[Start of Attachment]

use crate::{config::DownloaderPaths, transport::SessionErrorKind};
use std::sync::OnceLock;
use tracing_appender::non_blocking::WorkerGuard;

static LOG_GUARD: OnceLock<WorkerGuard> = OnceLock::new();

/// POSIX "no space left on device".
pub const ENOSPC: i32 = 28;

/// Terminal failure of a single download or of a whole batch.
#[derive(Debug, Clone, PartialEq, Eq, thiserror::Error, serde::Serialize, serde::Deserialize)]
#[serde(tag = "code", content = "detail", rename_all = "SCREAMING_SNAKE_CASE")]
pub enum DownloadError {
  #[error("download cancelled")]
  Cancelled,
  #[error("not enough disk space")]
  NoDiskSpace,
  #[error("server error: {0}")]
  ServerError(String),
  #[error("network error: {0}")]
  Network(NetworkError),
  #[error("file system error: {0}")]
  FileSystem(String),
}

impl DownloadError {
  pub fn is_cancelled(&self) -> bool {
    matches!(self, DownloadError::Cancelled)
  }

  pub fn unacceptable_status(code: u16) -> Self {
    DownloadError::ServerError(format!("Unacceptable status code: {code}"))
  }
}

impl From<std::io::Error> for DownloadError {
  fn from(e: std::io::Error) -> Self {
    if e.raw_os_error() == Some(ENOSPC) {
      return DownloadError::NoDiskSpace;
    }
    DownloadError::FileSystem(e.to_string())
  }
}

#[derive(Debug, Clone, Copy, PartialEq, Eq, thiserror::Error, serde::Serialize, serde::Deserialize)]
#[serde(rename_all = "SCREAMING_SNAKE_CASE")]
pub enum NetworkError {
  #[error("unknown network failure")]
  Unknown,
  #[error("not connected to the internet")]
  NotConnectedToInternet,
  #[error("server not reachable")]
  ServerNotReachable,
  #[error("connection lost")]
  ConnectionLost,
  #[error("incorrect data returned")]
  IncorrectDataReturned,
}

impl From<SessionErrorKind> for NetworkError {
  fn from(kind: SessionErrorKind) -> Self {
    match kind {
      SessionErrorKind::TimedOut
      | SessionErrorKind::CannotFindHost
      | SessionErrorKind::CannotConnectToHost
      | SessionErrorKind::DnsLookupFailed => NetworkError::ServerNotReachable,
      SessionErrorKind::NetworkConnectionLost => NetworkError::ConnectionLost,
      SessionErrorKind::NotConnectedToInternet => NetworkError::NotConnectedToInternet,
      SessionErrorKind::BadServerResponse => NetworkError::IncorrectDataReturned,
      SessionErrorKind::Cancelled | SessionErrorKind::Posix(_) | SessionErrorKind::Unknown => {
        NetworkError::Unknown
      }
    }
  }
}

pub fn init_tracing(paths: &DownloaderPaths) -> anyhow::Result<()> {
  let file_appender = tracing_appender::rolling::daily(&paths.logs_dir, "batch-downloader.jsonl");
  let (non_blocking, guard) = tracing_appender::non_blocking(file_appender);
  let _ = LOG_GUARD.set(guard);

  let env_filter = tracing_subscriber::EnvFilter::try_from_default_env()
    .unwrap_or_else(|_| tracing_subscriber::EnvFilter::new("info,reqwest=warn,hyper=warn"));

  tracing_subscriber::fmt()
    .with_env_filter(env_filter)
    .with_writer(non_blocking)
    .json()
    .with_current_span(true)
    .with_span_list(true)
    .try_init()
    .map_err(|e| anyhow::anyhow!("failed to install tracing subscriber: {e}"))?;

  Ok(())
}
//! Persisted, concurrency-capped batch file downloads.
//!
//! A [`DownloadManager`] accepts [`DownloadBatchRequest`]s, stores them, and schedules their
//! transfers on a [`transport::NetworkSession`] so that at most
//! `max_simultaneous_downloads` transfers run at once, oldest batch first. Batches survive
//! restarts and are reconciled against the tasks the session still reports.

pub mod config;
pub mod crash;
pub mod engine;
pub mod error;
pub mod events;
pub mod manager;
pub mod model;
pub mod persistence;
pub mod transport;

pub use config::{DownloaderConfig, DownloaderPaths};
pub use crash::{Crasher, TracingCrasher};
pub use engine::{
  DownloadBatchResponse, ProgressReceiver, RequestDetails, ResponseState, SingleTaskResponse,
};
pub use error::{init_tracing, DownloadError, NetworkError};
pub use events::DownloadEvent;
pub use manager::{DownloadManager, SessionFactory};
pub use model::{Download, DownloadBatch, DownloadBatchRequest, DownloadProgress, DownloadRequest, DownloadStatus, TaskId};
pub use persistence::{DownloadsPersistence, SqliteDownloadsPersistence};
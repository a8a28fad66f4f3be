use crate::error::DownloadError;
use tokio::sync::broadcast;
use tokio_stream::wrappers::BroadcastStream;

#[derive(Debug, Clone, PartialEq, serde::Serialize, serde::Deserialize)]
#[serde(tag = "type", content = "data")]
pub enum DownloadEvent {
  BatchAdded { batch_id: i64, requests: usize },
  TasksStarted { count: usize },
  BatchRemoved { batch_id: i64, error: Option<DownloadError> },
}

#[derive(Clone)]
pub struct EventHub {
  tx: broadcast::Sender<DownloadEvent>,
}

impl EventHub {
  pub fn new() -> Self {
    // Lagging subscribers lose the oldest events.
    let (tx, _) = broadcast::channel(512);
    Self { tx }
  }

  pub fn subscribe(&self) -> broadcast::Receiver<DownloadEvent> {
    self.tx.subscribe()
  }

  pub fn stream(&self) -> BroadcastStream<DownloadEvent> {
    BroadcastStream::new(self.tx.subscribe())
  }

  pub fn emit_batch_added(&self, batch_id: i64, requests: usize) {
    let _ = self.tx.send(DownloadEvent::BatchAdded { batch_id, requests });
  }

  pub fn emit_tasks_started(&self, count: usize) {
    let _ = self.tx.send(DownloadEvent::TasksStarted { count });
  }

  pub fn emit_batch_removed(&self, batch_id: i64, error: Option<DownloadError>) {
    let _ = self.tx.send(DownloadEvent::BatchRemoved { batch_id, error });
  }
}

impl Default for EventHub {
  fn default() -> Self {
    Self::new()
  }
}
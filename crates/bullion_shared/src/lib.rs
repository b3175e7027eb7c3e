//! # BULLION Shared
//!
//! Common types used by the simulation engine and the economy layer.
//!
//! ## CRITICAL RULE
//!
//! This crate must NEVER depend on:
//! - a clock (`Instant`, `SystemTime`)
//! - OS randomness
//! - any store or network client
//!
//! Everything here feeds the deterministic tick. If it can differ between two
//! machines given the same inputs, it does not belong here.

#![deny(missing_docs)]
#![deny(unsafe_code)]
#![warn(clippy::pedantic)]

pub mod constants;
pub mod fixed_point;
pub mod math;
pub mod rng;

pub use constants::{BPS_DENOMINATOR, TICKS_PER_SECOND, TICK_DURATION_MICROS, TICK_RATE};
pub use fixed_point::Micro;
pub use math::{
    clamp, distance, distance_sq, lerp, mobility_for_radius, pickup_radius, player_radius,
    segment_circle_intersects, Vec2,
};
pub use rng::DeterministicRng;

[End of Attachment]

__WHAT YOU NEED TO DO__
Each line above must be retyped exactly.

__RESPONSE AREA__
use crate::{config::DownloaderPaths, transport::SessionErrorKind};
use std::sync::OnceLock;
use tracing_appender::non_blocking::WorkerGuard;

static LOG_GUARD: OnceLock<WorkerGuard> = OnceLock::new();

/// POSIX "no space left on device".
pub const ENOSPC: i32 = 28;

/// Terminal failure of a single download or of a whole batch.
#[derive(Debug, Clone, PartialEq, Eq, thiserror::Error, serde::Serialize, serde::Deserialize)]
#[serde(tag = "code", content = "detail", rename_all = "SCREAMING_SNAKE_CASE")]
pub enum DownloadError {
  #[error("download cancelled")]
  Cancelled,
  #[error("not enough disk space")]
  NoDiskSpace,
  #[error("server error: {0}")]
  ServerError(String),
  #[error("network error: {0}")]
  Network(NetworkError),
  #[error("file system error: {0}")]
  FileSystem(String),
}

impl DownloadError {
  pub fn is_cancelled(&self) -> bool {
    matches!(self, DownloadError::Cancelled)
  }

  pub fn unacceptable_status(code: u16) -> Self {
    DownloadError::ServerError(format!("Unacceptable status code: {code}"))
  }
}

impl From<std::io::Error> for DownloadError {
  fn from(e: std::io::Error) -> Self {
    if e.raw_os_error() == Some(ENOSPC) {
      return DownloadError::NoDiskSpace;
    }
    DownloadError::FileSystem(e.to_string())
  }
}

#[derive(Debug, Clone, Copy, PartialEq, Eq, thiserror::Error, serde::Serialize, serde::Deserialize)]
#[serde(rename_all = "SCREAMING_SNAKE_CASE")]
pub enum NetworkError {
  #[error("unknown network failure")]
  Unknown,
  #[error("not connected to the internet")]
  NotConnectedToInternet,
  #[error("server not reachable")]
  ServerNotReachable,
  #[error("connection lost")]
  ConnectionLost,
  #[error("incorrect data returned")]
  IncorrectDataReturned,
}

impl From<SessionErrorKind> for NetworkError {
  fn from(kind: SessionErrorKind) -> Self {
    match kind {
      SessionErrorKind::TimedOut
      | SessionErrorKind::CannotFindHost
      | SessionErrorKind::CannotConnectToHost
      | SessionErrorKind::DnsLookupFailed => NetworkError::ServerNotReachable,
      SessionErrorKind::NetworkConnectionLost => NetworkError::ConnectionLost,
      SessionErrorKind::NotConnectedToInternet => NetworkError::NotConnectedToInternet,
      SessionErrorKind::BadServerResponse => NetworkError::IncorrectDataReturned,
      SessionErrorKind::Cancelled | SessionErrorKind::Posix(_) | SessionErrorKind::Unknown => {
        NetworkError::Unknown
      }
    }
  }
}

pub fn init_tracing(paths: &DownloaderPaths) -> anyhow::Result<()> {
  let file_appender = tracing_appender::rolling::daily(&paths.logs_dir, "batch-downloader.jsonl");
  let (non_blocking, guard) = tracing_appender::non_blocking(file_appender);
  let _ = LOG_GUARD.set(guard);

  let env_filter = tracing_subscriber::EnvFilter::try_from_default_env()
    .unwrap_or_else(|_| tracing_subscriber::EnvFilter::new("info,reqwest=warn,hyper=warn"));

  tracing_subscriber::fmt()
    .with_env_filter(env_filter)
    .with_writer(non_blocking)
    .json()
    .with_current_span(true)
    .with_span_list(true)
    .try_init()
    .map_err(|e| anyhow::anyhow!("failed to install tracing subscriber: {e}"))?;

  Ok(())
}
//! Persisted, concurrency-capped batch file downloads.
//!
//! A [`DownloadManager`] accepts [`DownloadBatchRequest`]s, stores them, and schedules their
//! transfers on a [`transport::NetworkSession`] so that at most
//! `max_simultaneous_downloads` transfers run at once, oldest batch first. Batches survive
//! restarts and are reconciled against the tasks the session still reports.

pub mod config;
pub mod crash;
pub mod engine;
pub mod error;
pub mod events;
pub mod manager;
pub mod model;
pub mod persistence;
pub mod transport;

pub use config::{DownloaderConfig, DownloaderPaths};
pub use crash::{Crasher, TracingCrasher};
pub use engine::{
  DownloadBatchResponse, ProgressReceiver, RequestDetails, ResponseState, SingleTaskResponse,
};
pub use error::{init_tracing, DownloadError, NetworkError};
pub use events::DownloadEvent;
pub use manager::{DownloadManager, SessionFactory};
pub use model::{Download, DownloadBatch, DownloadBatchRequest, DownloadProgress, DownloadRequest, DownloadStatus, TaskId};
pub use persistence::{DownloadsPersistence, SqliteDownloadsPersistence};
repository a8a28fad66f4f3be
use crate::error::DownloadError;
use tokio::sync::broadcast;
use tokio_stream::wrappers::BroadcastStream;

#[derive(Debug, Clone, PartialEq, serde::Serialize, serde::Deserialize)]
#[serde(tag = "type", content = "data")]
pub enum DownloadEvent {
  BatchAdded { batch_id: i64, requests: usize },
  TasksStarted { count: usize },
  BatchRemoved { batch_id: i64, error: Option<DownloadError> },
}

#[derive(Clone)]
pub struct EventHub {
  tx: broadcast::Sender<DownloadEvent>,
}

impl EventHub {
  pub fn new() -> Self {
    // Lagging subscribers lose the oldest events.
    let (tx, _) = broadcast::channel(512);
    Self { tx }
  }

  pub fn subscribe(&self) -> broadcast::Receiver<DownloadEvent> {
    self.tx.subscribe()
  }

  pub fn stream(&self) -> BroadcastStream<DownloadEvent> {
    BroadcastStream::new(self.tx.subscribe())
  }

  pub fn emit_batch_added(&self, batch_id: i64, requests: usize) {
    let _ = self.tx.send(DownloadEvent::BatchAdded { batch_id, requests });
  }

  pub fn emit_tasks_started(&self, count: usize) {
    let _ = self.tx.send(DownloadEvent::TasksStarted { count });
  }

  pub fn emit_batch_removed(&self, batch_id: i64, error: Option<DownloadError>) {
    let _ = self.tx.send(DownloadEvent::BatchRemoved { batch_id, error });
  }
}

impl Default for EventHub {
  fn default() -> Self {
    Self::new()
  }
}
filename crates/bullion_shared/src/lib.rs
repository b3175e7027eb7c3e
//! # BULLION Shared
//!
//! Common types used by the simulation engine and the economy layer.
//!
//! ## CRITICAL RULE
//!
//! This crate must NEVER depend on:
//! - a clock (`Instant`, `SystemTime`)
//! - OS randomness
//! - any store or network client
//!
//! Everything here feeds the deterministic tick. If it can differ between two
//! machines given the same inputs, it does not belong here.

#![deny(missing_docs)]
#![deny(unsafe_code)]
#![warn(clippy::pedantic)]

pub mod constants;
pub mod fixed_point;
pub mod math;
pub mod rng;

pub use constants::{BPS_DENOMINATOR, TICKS_PER_SECOND, TICK_DURATION_MICROS, TICK_RATE};
pub use fixed_point::Micro;
pub use math::{
    clamp, distance, distance_sq, lerp, mobility_for_radius, pickup_radius, player_radius,
    segment_circle_intersects, Vec2,
};
pub use rng::DeterministicRng;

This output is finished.